DNA-analysis is also very useful for elucidating the reproductive biology of species that are not amenable to sustained field observation. I am currently using DNA-analysis to better understand the evolution of mating systems in a variety of sharks and their relatives. I recently discovered that female sharks are able to reproduce without sex (parthenogenesis or “virgin birth”). This finding was reported in over 1100 media venues worldwide.
Outside of the genetics laboratory I use acoustic and satellite telemetry to better understand the movements of sharks and other large fish in relation to protected areas (e.g. marine reserves) and potential threats. I am involved in tracking projects in Belize (Caribbean reef and nurse sharks), the Bahamas (lemon, oceanic whitetip and great hammerhead sharks) and along the U.S. eastern seaboard from Long Island to Florida (e.g. lemon, bull and great hammerhead sharks; Atlantic sturgeon). This research is useful for defining essential fish habitat, for revealing migratory patterns and for designing marine reserves that will more effectively contribute to the conservation of these animals. My research group has also combined these tracking studies with remote-video based surveys of reef shark abundance to directly assess the effectiveness of marine reserves for these species. My research and outreach efforts in these areas have contributed to the establishment of marine reserves in Belize and The Bahamas.

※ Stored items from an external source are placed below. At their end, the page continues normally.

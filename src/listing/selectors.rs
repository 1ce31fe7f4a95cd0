#[cfg_attr(feature = "serde", derive(serde::Serialize, serde::Deserialize))]
#[derive(Debug, Clone, PartialEq, Eq)]
/// CSS selectors used to read a listing page.
///
/// The defaults match the Plaza Vea showcase markup.
pub struct ListingSelectors {
    /// One match per product card.
    pub item: String,
    /// Sale price, relative to the card.
    pub current_price: String,
    /// Crossed-out price, relative to the card.
    pub old_price: String,
    /// Store-card price, relative to the card.
    pub special_price: String,
    /// Anchor carrying the product link.
    pub link: String,
    /// Product photo.
    pub image: String,
    /// Attributes of the photo tried in order; lazy loaders fill the later ones.
    pub image_attrs: Vec<String>,
}

impl Default for ListingSelectors {
    fn default() -> Self {
        Self {
            item: "div.HA.Showcase.Showcase--non-food.ga-product-item".into(),
            current_price: ".Showcase__salePrice .price".into(),
            old_price: ".Showcase__oldPrice .price".into(),
            special_price: ".Showcase__ohPrice .price".into(),
            link: ".Showcase__link".into(),
            image: ".Showcase__photo img".into(),
            image_attrs: vec!["src".into(), "data-src".into(), "data-lazy".into()],
        }
    }
}
use eyre::{Result, WrapErr};
use serde_json::json;
use thirtyfour::prelude::*;
use tracing::debug;
use url::Url;

use super::PageSource;

const SCROLL_BY: &str = "window.scrollBy(0, arguments[0]);";
const REVEAL: &str = "const el = document.querySelectorAll(arguments[0])[arguments[1]];\
                      if (el) { el.scrollIntoView({block: 'center'}); }";

#[derive(Debug, Clone, Copy, PartialEq, Eq)]
/// How the Chrome session is started.
pub struct ChromeOptions {
    pub headless: bool,
    pub window_width: u32,
    pub window_height: u32,
}

impl Default for ChromeOptions {
    fn default() -> Self {
        Self {
            headless: true,
            window_width: 1920,
            window_height: 1080,
        }
    }
}

/// Chrome driven over the WebDriver protocol.
pub struct WebDriverSource {
    driver: WebDriver,
}

impl WebDriverSource {
    /// Opens a Chrome session on the WebDriver server at `server_url`.
    pub async fn connect(server_url: &str, options: ChromeOptions) -> Result<Self> {
        let mut caps = DesiredCapabilities::chrome();
        if options.headless {
            caps.set_headless()?;
        }
        caps.set_no_sandbox()?;
        caps.set_disable_dev_shm_usage()?;
        caps.add_chrome_arg(&format!(
            "--window-size={},{}",
            options.window_width, options.window_height
        ))?;

        let driver = WebDriver::new(server_url, caps)
            .await
            .wrap_err_with(|| format!("Failed to open a Chrome session on {server_url}"))?;
        Ok(Self { driver })
    }
}

impl PageSource for WebDriverSource {
    async fn goto(&mut self, url: &Url) -> Result<()> {
        self.driver
            .goto(url.as_str())
            .await
            .wrap_err_with(|| format!("Failed to load {url}"))
    }

    async fn scroll_by(&mut self, pixels: i64) -> Result<()> {
        self.driver.execute(SCROLL_BY, vec![json!(pixels)]).await?;
        Ok(())
    }

    async fn reveal(&mut self, selector: &str, index: usize) -> Result<()> {
        debug!(selector, index, "scrolling item into view");
        self.driver
            .execute(REVEAL, vec![json!(selector), json!(index)])
            .await?;
        Ok(())
    }

    async fn html(&mut self) -> Result<String> {
        Ok(self.driver.source().await?)
    }

    async fn close(self) -> Result<()> {
        self.driver.quit().await?;
        Ok(())
    }
}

My research group also develops resources for wildlife forensics applications, with a particular focus on the international dried shark fin trade. We have developed DNA tests to identify the species-of-origin of shark and sawfish body parts in trade, some of which have proven sensitive enough to tell us the species present in shark fin soup. Debra Abercrombie and I have recently developed a guide to help customs and enforcement personnel from all over the world to identify the fins from five shark species of particular conservation concern (see www.sharkfinid.org). These resources were an integral part of successful proposals to list these species on the Convention on International Trade in Endangered Species (CITES) in March 2013.